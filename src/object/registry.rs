//! Object registry keyed by LWM2M object id.
//!
//! The registry owns one [`ObjectDispatcher`] per registered object type.
//! It is created with the client, filled at startup, and consulted by the
//! dispatcher for every resource operation. Iteration follows registration
//! order, which is also the order objects are advertised in.
//!
//! # Example
//!
//! ```ignore
//! use iotdm_client::object::{ObjectDescriptor, ObjectRegistry};
//!
//! let mut registry = ObjectRegistry::new();
//! registry.register(ObjectDescriptor::<Server>::new(1).with_instance(server))?;
//! registry.register(ObjectDescriptor::<Device>::new(3).with_instance(device))?;
//!
//! assert!(registry.mandatory_objects_exist());
//! ```

use super::descriptor::{ObjectDispatcher, Operation, ResourcePath};
use super::table::{ObjectInstance, ObjectTable};
use super::ObjectDescriptor;
use crate::codec::DataType;
use crate::error::{DmError, Result};

/// Well-known LWM2M object ids.
pub mod object_ids {
    pub const SECURITY: u16 = 0;
    pub const SERVER: u16 = 1;
    pub const ACCESS_CONTROL: u16 = 2;
    pub const DEVICE: u16 = 3;
    pub const CONNECTIVITY_MONITORING: u16 = 4;
    pub const FIRMWARE: u16 = 5;
    pub const LOCATION: u16 = 6;
    pub const CONNECTIVITY_STATISTICS: u16 = 7;
}

/// Registry mapping object ids to their dispatchers.
pub struct ObjectRegistry {
    objects: ObjectTable<Box<dyn ObjectDispatcher>>,
}

impl ObjectRegistry {
    /// Create a new empty registry.
    pub fn new() -> Self {
        Self {
            objects: ObjectTable::new(),
        }
    }

    /// Register an object type.
    ///
    /// Registering an id that is already present succeeds without changing
    /// the registry.
    pub fn register<T>(&mut self, descriptor: ObjectDescriptor<T>) -> Result<()>
    where
        T: ObjectInstance + Send + 'static,
    {
        self.register_dispatcher(Box::new(descriptor))
    }

    /// Register a type-erased dispatcher.
    pub fn register_dispatcher(&mut self, dispatcher: Box<dyn ObjectDispatcher>) -> Result<()> {
        self.insert(dispatcher);
        Ok(())
    }

    /// Insert a dispatcher unless its object id is taken.
    pub(crate) fn insert(&mut self, dispatcher: Box<dyn ObjectDispatcher>) -> bool {
        let object_id = dispatcher.object_id();
        let inserted = self.objects.insert(object_id, dispatcher);
        if inserted {
            tracing::debug!("Registered object {}", object_id);
        } else {
            tracing::debug!("Object {} already registered", object_id);
        }
        inserted
    }

    /// Get the dispatcher for an object.
    pub fn lookup(&self, object_id: u16) -> Option<&dyn ObjectDispatcher> {
        self.objects.get(object_id).map(|d| d.as_ref())
    }

    pub(crate) fn lookup_mut(&mut self, object_id: u16) -> Option<&mut Box<dyn ObjectDispatcher>> {
        self.objects.get_mut(object_id)
    }

    /// Check if an object is registered.
    pub fn contains(&self, object_id: u16) -> bool {
        self.objects.contains(object_id)
    }

    /// Number of registered objects.
    pub fn len(&self) -> usize {
        self.objects.len()
    }

    pub fn is_empty(&self) -> bool {
        self.objects.is_empty()
    }

    /// Registered object ids in registration order.
    pub fn object_ids(&self) -> Vec<u16> {
        self.objects.ids().collect()
    }

    /// Visit every object id in registration order.
    ///
    /// Stops at and returns `false` on the first `false` from `visit`;
    /// returns `true` otherwise, including for an empty registry.
    pub fn for_each_object<F>(&self, mut visit: F) -> bool
    where
        F: FnMut(u16) -> bool,
    {
        self.objects.ids().all(|object_id| visit(object_id))
    }

    /// Get a typed instance.
    ///
    /// Fails with `NotFound` if the object or instance is missing, or if
    /// the object was registered with a different instance type.
    pub fn instance<T: ObjectInstance + Send + 'static>(
        &self,
        object_id: u16,
        instance_id: u16,
    ) -> Result<&T> {
        self.descriptor::<T>(object_id)
            .and_then(|d| d.instance(instance_id))
            .ok_or(DmError::NotFound)
    }

    /// Get a mutable typed instance.
    pub fn instance_mut<T: ObjectInstance + Send + 'static>(
        &mut self,
        object_id: u16,
        instance_id: u16,
    ) -> Result<&mut T> {
        self.descriptor_mut::<T>(object_id)
            .and_then(|d| d.instance_mut(instance_id))
            .ok_or(DmError::NotFound)
    }

    /// Add an instance to a registered object.
    pub fn add_instance<T: ObjectInstance + Send + 'static>(
        &mut self,
        object_id: u16,
        instance: T,
    ) -> Result<()> {
        let descriptor = self
            .descriptor_mut::<T>(object_id)
            .ok_or(DmError::NotFound)?;
        let instance_id = instance.instance_id();
        if descriptor.add_instance(instance) {
            Ok(())
        } else {
            Err(DmError::InvalidArgument(format!(
                "instance /{}/{} already exists",
                object_id, instance_id
            )))
        }
    }

    fn descriptor<T: ObjectInstance + Send + 'static>(
        &self,
        object_id: u16,
    ) -> Option<&ObjectDescriptor<T>> {
        self.objects
            .get(object_id)?
            .as_any()
            .downcast_ref::<ObjectDescriptor<T>>()
    }

    fn descriptor_mut<T: ObjectInstance + Send + 'static>(
        &mut self,
        object_id: u16,
    ) -> Option<&mut ObjectDescriptor<T>> {
        self.objects
            .get_mut(object_id)?
            .as_any_mut()
            .downcast_mut::<ObjectDescriptor<T>>()
    }

    /// Number of properties of an object that permit `op`.
    ///
    /// `None` if the object is not registered.
    pub fn property_count(&self, object_id: u16, op: Operation) -> Option<u16> {
        let dispatcher = self.lookup(object_id)?;
        let count = dispatcher
            .allowed_operations()
            .iter()
            .filter(|entry| entry.permits(op))
            .count();
        Some(u16::try_from(count).unwrap_or(u16::MAX))
    }

    /// Id of the `index`-th property permitting `op`, in declaration order.
    pub fn property_at(&self, object_id: u16, op: Operation, index: usize) -> Option<u16> {
        self.lookup(object_id)?
            .allowed_operations()
            .iter()
            .filter(|entry| entry.permits(op))
            .nth(index)
            .map(|entry| entry.property_id)
    }

    /// Declared type of a property, `Undefined` if unknown.
    pub fn property_type(&self, object_id: u16, property_id: u16) -> DataType {
        self.lookup(object_id)
            .and_then(|d| {
                d.allowed_operations()
                    .iter()
                    .find(|entry| entry.property_id == property_id)
            })
            .map(|entry| entry.data_type)
            .unwrap_or(DataType::Undefined)
    }

    /// Poll the change signaller of every instance of every object.
    pub fn signal_all_resource_changes(&mut self) -> Vec<ResourcePath> {
        let mut changed = Vec::new();
        for (_, dispatcher) in self.objects.iter_mut() {
            changed.extend(dispatcher.signal_changes());
        }
        if !changed.is_empty() {
            tracing::debug!("{} resources changed", changed.len());
        }
        changed
    }

    /// Check that the LWM2M Server and Device objects are registered.
    pub fn mandatory_objects_exist(&self) -> bool {
        [object_ids::SERVER, object_ids::DEVICE]
            .iter()
            .all(|&object_id| self.contains(object_id))
    }

    /// Drop every object and its instances.
    pub fn clear(&mut self) {
        self.objects.clear();
    }
}

impl Default for ObjectRegistry {
    fn default() -> Self {
        Self::new()
    }
}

• [TRY IT] Reprint every entry exactly.

• [TASK RESPONSE]
filename src/object/registry.rs
//! Object registry keyed by LWM2M object id.
//!
//! The registry owns one [`ObjectDispatcher`] per registered object type.
//! It is created with the client, filled at startup, and consulted by the
//! dispatcher for every resource operation. Iteration follows registration
//! order, which is also the order objects are advertised in.
//!
//! # Example
//!
//! ```ignore
//! use iotdm_client::object::{ObjectDescriptor, ObjectRegistry};
//!
//! let mut registry = ObjectRegistry::new();
//! registry.register(ObjectDescriptor::<Server>::new(1).with_instance(server))?;
//! registry.register(ObjectDescriptor::<Device>::new(3).with_instance(device))?;
//!
//! assert!(registry.mandatory_objects_exist());
//! ```

use super::descriptor::{ObjectDispatcher, Operation, ResourcePath};
use super::table::{ObjectInstance, ObjectTable};
use super::ObjectDescriptor;
use crate::codec::DataType;
use crate::error::{DmError, Result};

/// Well-known LWM2M object ids.
pub mod object_ids {
    pub const SECURITY: u16 = 0;
    pub const SERVER: u16 = 1;
    pub const ACCESS_CONTROL: u16 = 2;
    pub const DEVICE: u16 = 3;
    pub const CONNECTIVITY_MONITORING: u16 = 4;
    pub const FIRMWARE: u16 = 5;
    pub const LOCATION: u16 = 6;
    pub const CONNECTIVITY_STATISTICS: u16 = 7;
}

/// Registry mapping object ids to their dispatchers.
pub struct ObjectRegistry {
    objects: ObjectTable<Box<dyn ObjectDispatcher>>,
}

impl ObjectRegistry {
    /// Create a new empty registry.
    pub fn new() -> Self {
        Self {
            objects: ObjectTable::new(),
        }
    }

    /// Register an object type.
    ///
    /// Registering an id that is already present succeeds without changing
    /// the registry.
    pub fn register<T>(&mut self, descriptor: ObjectDescriptor<T>) -> Result<()>
    where
        T: ObjectInstance + Send + 'static,
    {
        self.register_dispatcher(Box::new(descriptor))
    }

    /// Register a type-erased dispatcher.
    pub fn register_dispatcher(&mut self, dispatcher: Box<dyn ObjectDispatcher>) -> Result<()> {
        self.insert(dispatcher);
        Ok(())
    }

    /// Insert a dispatcher unless its object id is taken.
    pub(crate) fn insert(&mut self, dispatcher: Box<dyn ObjectDispatcher>) -> bool {
        let object_id = dispatcher.object_id();
        let inserted = self.objects.insert(object_id, dispatcher);
        if inserted {
            tracing::debug!("Registered object {}", object_id);
        } else {
            tracing::debug!("Object {} already registered", object_id);
        }
        inserted
    }

    /// Get the dispatcher for an object.
    pub fn lookup(&self, object_id: u16) -> Option<&dyn ObjectDispatcher> {
        self.objects.get(object_id).map(|d| d.as_ref())
    }

    pub(crate) fn lookup_mut(&mut self, object_id: u16) -> Option<&mut Box<dyn ObjectDispatcher>> {
        self.objects.get_mut(object_id)
    }

    /// Check if an object is registered.
    pub fn contains(&self, object_id: u16) -> bool {
        self.objects.contains(object_id)
    }

    /// Number of registered objects.
    pub fn len(&self) -> usize {
        self.objects.len()
    }

    pub fn is_empty(&self) -> bool {
        self.objects.is_empty()
    }

    /// Registered object ids in registration order.
    pub fn object_ids(&self) -> Vec<u16> {
        self.objects.ids().collect()
    }

    /// Visit every object id in registration order.
    ///
    /// Stops at and returns `false` on the first `false` from `visit`;
    /// returns `true` otherwise, including for an empty registry.
    pub fn for_each_object<F>(&self, mut visit: F) -> bool
    where
        F: FnMut(u16) -> bool,
    {
        self.objects.ids().all(|object_id| visit(object_id))
    }

    /// Get a typed instance.
    ///
    /// Fails with `NotFound` if the object or instance is missing, or if
    /// the object was registered with a different instance type.
    pub fn instance<T: ObjectInstance + Send + 'static>(
        &self,
        object_id: u16,
        instance_id: u16,
    ) -> Result<&T> {
        self.descriptor::<T>(object_id)
            .and_then(|d| d.instance(instance_id))
            .ok_or(DmError::NotFound)
    }

    /// Get a mutable typed instance.
    pub fn instance_mut<T: ObjectInstance + Send + 'static>(
        &mut self,
        object_id: u16,
        instance_id: u16,
    ) -> Result<&mut T> {
        self.descriptor_mut::<T>(object_id)
            .and_then(|d| d.instance_mut(instance_id))
            .ok_or(DmError::NotFound)
    }

    /// Add an instance to a registered object.
    pub fn add_instance<T: ObjectInstance + Send + 'static>(
        &mut self,
        object_id: u16,
        instance: T,
    ) -> Result<()> {
        let descriptor = self
            .descriptor_mut::<T>(object_id)
            .ok_or(DmError::NotFound)?;
        let instance_id = instance.instance_id();
        if descriptor.add_instance(instance) {
            Ok(())
        } else {
            Err(DmError::InvalidArgument(format!(
                "instance /{}/{} already exists",
                object_id, instance_id
            )))
        }
    }

    fn descriptor<T: ObjectInstance + Send + 'static>(
        &self,
        object_id: u16,
    ) -> Option<&ObjectDescriptor<T>> {
        self.objects
            .get(object_id)?
            .as_any()
            .downcast_ref::<ObjectDescriptor<T>>()
    }

    fn descriptor_mut<T: ObjectInstance + Send + 'static>(
        &mut self,
        object_id: u16,
    ) -> Option<&mut ObjectDescriptor<T>> {
        self.objects
            .get_mut(object_id)?
            .as_any_mut()
            .downcast_mut::<ObjectDescriptor<T>>()
    }

    /// Number of properties of an object that permit `op`.
    ///
    /// `None` if the object is not registered.
    pub fn property_count(&self, object_id: u16, op: Operation) -> Option<u16> {
        let dispatcher = self.lookup(object_id)?;
        let count = dispatcher
            .allowed_operations()
            .iter()
            .filter(|entry| entry.permits(op))
            .count();
        Some(u16::try_from(count).unwrap_or(u16::MAX))
    }

    /// Id of the `index`-th property permitting `op`, in declaration order.
    pub fn property_at(&self, object_id: u16, op: Operation, index: usize) -> Option<u16> {
        self.lookup(object_id)?
            .allowed_operations()
            .iter()
            .filter(|entry| entry.permits(op))
            .nth(index)
            .map(|entry| entry.property_id)
    }

    /// Declared type of a property, `Undefined` if unknown.
    pub fn property_type(&self, object_id: u16, property_id: u16) -> DataType {
        self.lookup(object_id)
            .and_then(|d| {
                d.allowed_operations()
                    .iter()
                    .find(|entry| entry.property_id == property_id)
            })
            .map(|entry| entry.data_type)
            .unwrap_or(DataType::Undefined)
    }

    /// Poll the change signaller of every instance of every object.
    pub fn signal_all_resource_changes(&mut self) -> Vec<ResourcePath> {
        let mut changed = Vec::new();
        for (_, dispatcher) in self.objects.iter_mut() {
            changed.extend(dispatcher.signal_changes());
        }
        if !changed.is_empty() {
            tracing::debug!("{} resources changed", changed.len());
        }
        changed
    }

    /// Check that the LWM2M Server and Device objects are registered.
    pub fn mandatory_objects_exist(&self) -> bool {
        [object_ids::SERVER, object_ids::DEVICE]
            .iter()
            .all(|&object_id| self.contains(object_id))
    }

    /// Drop every object and its instances.
    pub fn clear(&mut self) {
        self.objects.clear();
    }
}

impl Default for ObjectRegistry {
    fn default() -> Self {
        Self::new()
    }
}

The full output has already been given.